+++ Task data +++

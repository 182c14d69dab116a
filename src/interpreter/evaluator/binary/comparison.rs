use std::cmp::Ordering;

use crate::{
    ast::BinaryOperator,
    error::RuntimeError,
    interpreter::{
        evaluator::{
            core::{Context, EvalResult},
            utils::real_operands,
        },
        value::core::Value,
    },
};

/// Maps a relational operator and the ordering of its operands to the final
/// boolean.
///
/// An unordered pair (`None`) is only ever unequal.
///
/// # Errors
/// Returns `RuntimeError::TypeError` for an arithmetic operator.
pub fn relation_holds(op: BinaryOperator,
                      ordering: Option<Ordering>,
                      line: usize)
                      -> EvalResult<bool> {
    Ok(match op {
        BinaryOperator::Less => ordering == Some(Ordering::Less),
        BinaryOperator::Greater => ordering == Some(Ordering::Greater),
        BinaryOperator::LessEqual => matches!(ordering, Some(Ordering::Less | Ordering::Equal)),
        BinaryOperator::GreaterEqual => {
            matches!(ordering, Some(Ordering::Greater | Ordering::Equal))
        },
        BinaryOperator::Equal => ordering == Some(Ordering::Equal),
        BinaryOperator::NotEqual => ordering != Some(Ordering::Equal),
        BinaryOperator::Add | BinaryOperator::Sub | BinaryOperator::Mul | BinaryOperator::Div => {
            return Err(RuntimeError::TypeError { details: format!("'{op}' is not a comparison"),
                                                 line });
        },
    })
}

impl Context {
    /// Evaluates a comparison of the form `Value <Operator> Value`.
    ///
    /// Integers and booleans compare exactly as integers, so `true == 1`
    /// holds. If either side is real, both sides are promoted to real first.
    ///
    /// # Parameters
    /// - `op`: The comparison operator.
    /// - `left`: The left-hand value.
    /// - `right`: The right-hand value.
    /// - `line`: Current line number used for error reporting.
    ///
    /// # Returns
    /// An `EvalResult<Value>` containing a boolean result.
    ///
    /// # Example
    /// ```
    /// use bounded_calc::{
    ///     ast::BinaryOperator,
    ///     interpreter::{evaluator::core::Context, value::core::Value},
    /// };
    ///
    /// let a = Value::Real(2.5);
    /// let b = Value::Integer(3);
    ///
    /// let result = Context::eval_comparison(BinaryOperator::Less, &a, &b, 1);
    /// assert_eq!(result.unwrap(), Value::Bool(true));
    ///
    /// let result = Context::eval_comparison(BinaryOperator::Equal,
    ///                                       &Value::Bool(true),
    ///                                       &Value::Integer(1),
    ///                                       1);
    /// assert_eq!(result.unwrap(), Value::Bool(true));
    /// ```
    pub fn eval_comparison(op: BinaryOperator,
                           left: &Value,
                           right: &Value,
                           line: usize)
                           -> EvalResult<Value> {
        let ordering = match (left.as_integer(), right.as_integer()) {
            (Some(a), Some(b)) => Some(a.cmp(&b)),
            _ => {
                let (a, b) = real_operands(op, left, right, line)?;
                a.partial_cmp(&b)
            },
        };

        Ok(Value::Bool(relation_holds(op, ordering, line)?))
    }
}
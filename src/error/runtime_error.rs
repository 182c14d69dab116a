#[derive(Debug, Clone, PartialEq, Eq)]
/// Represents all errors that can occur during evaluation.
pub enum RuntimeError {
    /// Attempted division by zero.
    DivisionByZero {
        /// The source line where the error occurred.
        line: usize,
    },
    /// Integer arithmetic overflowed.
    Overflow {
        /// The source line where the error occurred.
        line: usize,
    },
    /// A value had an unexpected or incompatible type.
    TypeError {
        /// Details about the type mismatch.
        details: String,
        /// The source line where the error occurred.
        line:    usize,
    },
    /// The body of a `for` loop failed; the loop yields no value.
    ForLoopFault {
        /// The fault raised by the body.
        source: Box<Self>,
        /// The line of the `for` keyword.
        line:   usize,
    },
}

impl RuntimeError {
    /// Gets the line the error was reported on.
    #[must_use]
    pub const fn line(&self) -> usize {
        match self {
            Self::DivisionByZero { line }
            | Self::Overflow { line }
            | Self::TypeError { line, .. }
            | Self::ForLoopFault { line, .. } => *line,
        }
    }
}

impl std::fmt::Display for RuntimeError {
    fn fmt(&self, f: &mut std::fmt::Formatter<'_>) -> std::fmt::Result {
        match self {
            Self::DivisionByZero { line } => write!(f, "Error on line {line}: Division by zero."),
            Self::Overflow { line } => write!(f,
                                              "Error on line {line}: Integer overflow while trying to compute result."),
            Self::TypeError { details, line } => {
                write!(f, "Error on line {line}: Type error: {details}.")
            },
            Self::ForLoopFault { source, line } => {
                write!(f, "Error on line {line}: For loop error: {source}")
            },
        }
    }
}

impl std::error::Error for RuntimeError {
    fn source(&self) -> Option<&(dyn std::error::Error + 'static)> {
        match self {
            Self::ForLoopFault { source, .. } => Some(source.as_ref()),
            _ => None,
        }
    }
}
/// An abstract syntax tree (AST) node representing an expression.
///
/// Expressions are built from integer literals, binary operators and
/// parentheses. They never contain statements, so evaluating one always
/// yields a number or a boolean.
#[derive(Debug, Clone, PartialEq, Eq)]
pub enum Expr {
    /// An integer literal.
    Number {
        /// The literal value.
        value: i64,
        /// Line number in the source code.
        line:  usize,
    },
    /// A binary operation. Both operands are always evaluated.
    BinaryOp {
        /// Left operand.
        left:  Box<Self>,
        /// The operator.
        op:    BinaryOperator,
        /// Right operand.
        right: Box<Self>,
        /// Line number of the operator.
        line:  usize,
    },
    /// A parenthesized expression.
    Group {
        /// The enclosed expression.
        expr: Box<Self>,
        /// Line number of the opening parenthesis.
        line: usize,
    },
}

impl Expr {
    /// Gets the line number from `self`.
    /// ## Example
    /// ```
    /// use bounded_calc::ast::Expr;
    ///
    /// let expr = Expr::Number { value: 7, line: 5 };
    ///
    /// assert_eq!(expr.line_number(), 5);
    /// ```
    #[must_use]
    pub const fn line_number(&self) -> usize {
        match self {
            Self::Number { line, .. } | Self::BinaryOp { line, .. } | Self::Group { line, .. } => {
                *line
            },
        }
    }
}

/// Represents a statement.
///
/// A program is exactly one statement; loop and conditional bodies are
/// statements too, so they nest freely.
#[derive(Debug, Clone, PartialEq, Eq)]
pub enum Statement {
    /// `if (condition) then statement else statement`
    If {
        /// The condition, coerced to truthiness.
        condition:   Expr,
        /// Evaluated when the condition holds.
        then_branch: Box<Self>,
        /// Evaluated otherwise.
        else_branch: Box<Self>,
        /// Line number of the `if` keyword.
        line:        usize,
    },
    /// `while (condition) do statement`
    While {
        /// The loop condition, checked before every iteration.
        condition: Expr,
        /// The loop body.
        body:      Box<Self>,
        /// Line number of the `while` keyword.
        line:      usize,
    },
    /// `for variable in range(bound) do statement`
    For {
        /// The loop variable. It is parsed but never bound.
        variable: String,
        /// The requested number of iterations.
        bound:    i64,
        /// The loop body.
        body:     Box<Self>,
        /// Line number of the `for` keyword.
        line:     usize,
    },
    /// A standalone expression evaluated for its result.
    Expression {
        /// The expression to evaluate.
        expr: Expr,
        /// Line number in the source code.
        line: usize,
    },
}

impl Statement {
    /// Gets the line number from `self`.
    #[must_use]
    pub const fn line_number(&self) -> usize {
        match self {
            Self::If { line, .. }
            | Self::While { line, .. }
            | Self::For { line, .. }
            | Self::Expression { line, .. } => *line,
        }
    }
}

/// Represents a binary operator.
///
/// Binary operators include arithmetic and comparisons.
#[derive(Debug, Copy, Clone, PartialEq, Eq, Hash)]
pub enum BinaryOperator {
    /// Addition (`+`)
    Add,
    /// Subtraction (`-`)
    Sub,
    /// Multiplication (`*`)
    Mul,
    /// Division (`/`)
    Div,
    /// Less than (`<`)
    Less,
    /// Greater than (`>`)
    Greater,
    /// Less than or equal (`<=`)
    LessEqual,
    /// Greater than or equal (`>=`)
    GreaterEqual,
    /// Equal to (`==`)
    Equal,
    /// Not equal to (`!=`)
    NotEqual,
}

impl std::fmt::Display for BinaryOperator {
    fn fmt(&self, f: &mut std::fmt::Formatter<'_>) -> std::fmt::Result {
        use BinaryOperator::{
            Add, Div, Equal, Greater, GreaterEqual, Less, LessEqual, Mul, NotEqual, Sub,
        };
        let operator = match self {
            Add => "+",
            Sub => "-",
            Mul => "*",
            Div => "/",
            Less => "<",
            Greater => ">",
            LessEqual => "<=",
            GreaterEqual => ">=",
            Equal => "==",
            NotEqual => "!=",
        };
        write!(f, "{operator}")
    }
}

+++

▶ [How to complete this task]: Output the line that contains "Not equal to", followed by every later line in the listing, with no line omitted and none added.

▶ [Exercise solution]:
    /// Not equal to (`!=`)
    NotEqual,
}

impl std::fmt::Display for BinaryOperator {
    fn fmt(&self, f: &mut std::fmt::Formatter<'_>) -> std::fmt::Result {
        use BinaryOperator::{
            Add, Div, Equal, Greater, GreaterEqual, Less, LessEqual, Mul, NotEqual, Sub,
        };
        let operator = match self {
            Add => "+",
            Sub => "-",
            Mul => "*",
            Div => "/",
            Less => "<",
            Greater => ">",
            LessEqual => "<=",
            GreaterEqual => ">=",
            Equal => "==",
            NotEqual => "!=",
        };
        write!(f, "{operator}")
    }
}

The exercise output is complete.